Inspired by Charlie Bird’s success, in 1909 Robert Lindsey and June Harris bought Bird’s medicinal water business, his lots, and a surrounding sixteen acres and built a health resort which they christened Aqua Vitae Park.  The beautifully landscaped park opened on April 27, 1909, to 5000 local and out-of-town visitors who were greeted with a festivity of speeches and band concerts and three wells of Aqua Vita, the Water of Life.

Eleven Nacogdoches doctors pronounced the Aqua Vitae a “very effective stimulant to all the excretory organs,” and Lindsey and Harris began bottling and selling Aqua Vita at fifteen cents a gallon.

Aqua Vitae Park prospered during the spring and summer of 1909, and trains brought people from as far away as Houston to sample the waters.

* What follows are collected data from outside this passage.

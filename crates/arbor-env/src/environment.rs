//! The owning environment around one persistent metadata tree.

use std::collections::HashMap;
use std::sync::Mutex;

use arbor_ext::{ExtensionFactory, WorldState};
use arbor_index::Indices;
use arbor_merge::{MergeEngine, MergeResult};
use arbor_tree::{Tree, TreeResult};
use arbor_types::{kind, AstVariant, Hash64, MergeMode, NodeHandle, Serial, SerialClock};
use tracing::debug;

/// Owns the persistent tree and every facility a merge consults: the serial
/// clock, the lookup indices, the extension factory, and the world state.
///
/// [`merge_value`] is the sole structural mutation entry point. A merge
/// runs to completion or returns a typed error; on error the caller
/// restores the affected scope from persistence. Everything except
/// [`add_seen_path`]/[`seen_path`] (internally locked) and the clock
/// (atomic) requires the caller's exclusive access.
///
/// [`merge_value`]: Environment::merge_value
/// [`add_seen_path`]: Environment::add_seen_path
/// [`seen_path`]: Environment::seen_path
#[derive(Debug)]
pub struct Environment {
    tree: Tree,
    clock: SerialClock,
    indices: Indices,
    factory: ExtensionFactory,
    world: WorldState,
    seen_paths: Mutex<HashMap<Hash64, String>>,
}

impl Environment {
    /// A fresh environment. The tree root becomes a stamped namespace
    /// declaration, so top-level merges take the keyed path.
    pub fn new(factory: ExtensionFactory) -> Self {
        Self::with_clock(factory, SerialClock::new())
    }

    /// Restore an environment whose clock resumes after the highest serial
    /// ever issued, as recorded by the persistence layer.
    pub fn resume(factory: ExtensionFactory, last_serial: Serial) -> Self {
        Self::with_clock(factory, SerialClock::resume_from(last_serial))
    }

    fn with_clock(factory: ExtensionFactory, clock: SerialClock) -> Self {
        let mut tree = Tree::new();
        if let Some(root) = tree.node_mut(tree.root()) {
            root.value = AstVariant::with_kind(kind::NAMESPACE).into();
            root.serial = clock.next();
        }
        Self {
            tree,
            clock,
            indices: Indices::new(),
            factory,
            world: WorldState::new(),
            seen_paths: Mutex::new(HashMap::new()),
        }
    }

    // ---------------------------------------------------------------
    // Accessors
    // ---------------------------------------------------------------

    /// The persistent tree, read-only. Mutation goes through
    /// [`Environment::merge_value`].
    pub fn tree(&self) -> &Tree {
        &self.tree
    }

    /// The root of the persistent tree.
    pub fn root(&self) -> NodeHandle {
        self.tree.root()
    }

    /// The serial clock. Producers stamp their disposable trees from the
    /// same clock before merging them in.
    pub fn clock(&self) -> &SerialClock {
        &self.clock
    }

    /// The extension factory consulted when nodes are adopted.
    pub fn factory(&self) -> &ExtensionFactory {
        &self.factory
    }

    /// Register an extension constructor under `name`, returning its type
    /// key.
    pub fn register_extension(
        &mut self,
        name: &'static str,
        ctor: fn() -> Box<dyn arbor_ext::Extension>,
    ) -> Hash64 {
        self.factory.register(name, ctor)
    }

    /// The world state handed to extension `initialize`.
    pub fn world(&self) -> &WorldState {
        &self.world
    }

    /// Mutable world state, for recording facts before merges run.
    pub fn world_mut(&mut self) -> &mut WorldState {
        &mut self.world
    }

    // ---------------------------------------------------------------
    // Merging
    // ---------------------------------------------------------------

    /// Fold the subtree at `other_root` of a disposable producer tree into
    /// the persistent node `at`. The sole structural mutation entry point.
    pub fn merge_value(
        &mut self,
        at: NodeHandle,
        other: &Tree,
        other_root: NodeHandle,
        mode: MergeMode,
    ) -> MergeResult<()> {
        MergeEngine::new(
            &mut self.tree,
            other,
            &self.clock,
            &mut self.indices,
            &self.factory,
            &self.world,
            mode,
        )
        .merge(at, other_root)
    }

    /// Merge a whole producer tree at the persistent root.
    pub fn merge_root(&mut self, other: &Tree, mode: MergeMode) -> MergeResult<()> {
        self.merge_value(self.tree.root(), other, other.root(), mode)
    }

    /// Deep-copy projection of the branches whose origin matches `pkg` and
    /// `file`, for partial re-merges of a single changed file.
    pub fn subset(&self, pkg: Hash64, file: Hash64) -> TreeResult<Tree> {
        self.tree.subset(pkg, file, &self.factory)
    }

    // ---------------------------------------------------------------
    // Lookups
    // ---------------------------------------------------------------

    /// The definition node last merged for a file position. Valid until
    /// the next merge.
    pub fn find_declaration(&self, filepos_hash: Hash64) -> Option<NodeHandle> {
        self.indices.find_declaration(&self.tree, filepos_hash)
    }

    /// The definition node last merged for a type key. Valid until the
    /// next merge.
    pub fn find_type_declaration(&self, type_hash: Hash64) -> Option<NodeHandle> {
        self.indices.find_type_declaration(&self.tree, type_hash)
    }

    /// Every live node registered for a type key.
    pub fn type_nodes(&self, type_hash: Hash64) -> Vec<NodeHandle> {
        self.indices.type_nodes(&self.tree, type_hash)
    }

    /// Intern a human-readable type path, returning its key.
    pub fn realize_type_path(&mut self, path: &str) -> Hash64 {
        self.indices.realize_type_path(path)
    }

    /// The human-readable path last interned for a type key.
    pub fn seen_type(&self, type_hash: Hash64) -> Option<String> {
        self.indices.seen_type(type_hash).map(str::to_string)
    }

    // ---------------------------------------------------------------
    // Seen paths
    // ---------------------------------------------------------------

    /// Record an observed path name, returning its key. Safe under
    /// concurrent calls.
    pub fn add_seen_path(&self, path: &str) -> Hash64 {
        let key = Hash64::of_str(path);
        let mut map = self.seen_paths.lock().unwrap_or_else(|e| e.into_inner());
        if !map.contains_key(&key) {
            debug!(path, %key, "recorded seen path");
            map.insert(key, path.to_string());
        }
        key
    }

    /// Record a batch of observed path names.
    pub fn add_seen_paths<'p>(&self, paths: impl IntoIterator<Item = &'p str>) {
        for path in paths {
            self.add_seen_path(path);
        }
    }

    /// The path name recorded for a key, if any.
    pub fn seen_path(&self, key: Hash64) -> Option<String> {
        let map = self.seen_paths.lock().unwrap_or_else(|e| e.into_inner());
        map.get(&key).cloned()
    }
}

Area railroad lines became interested in Aqua Vita Park and its curative waters.  They promised special fares and promotions to Aqua Vitae visitors if Nacogdoches would improve its tourist facilities.  In spite of their enthusiasm and plans for the future, Lindsey and Harris were unable to arouse enough Nacogdoches interest and finances to satisfy the rail lines.  The Aqua Vitae company was transferred to Houston.

Aqua Vitae Park was abandoned by it promoters but remained as a city park into the 1930s.  The Aqua Vitae Park area was occupied from 1950 by East Texas’ first poultry processing plant, erected by poultry business pioneer Tim Burgess.  The plant, acquired in the late 1970’s by Val-Mac, closed in 1984.  In 2002, the city bought and cleared the site for public use.

In 2008, the Nacogdoches County Master Gardeners took over the area and planted and landscaped Aqua Vitae Park back into a garden and picnic ground for the citizens of Nacogdoches.  At a hundred years old, Aqua Vitae Park was born again.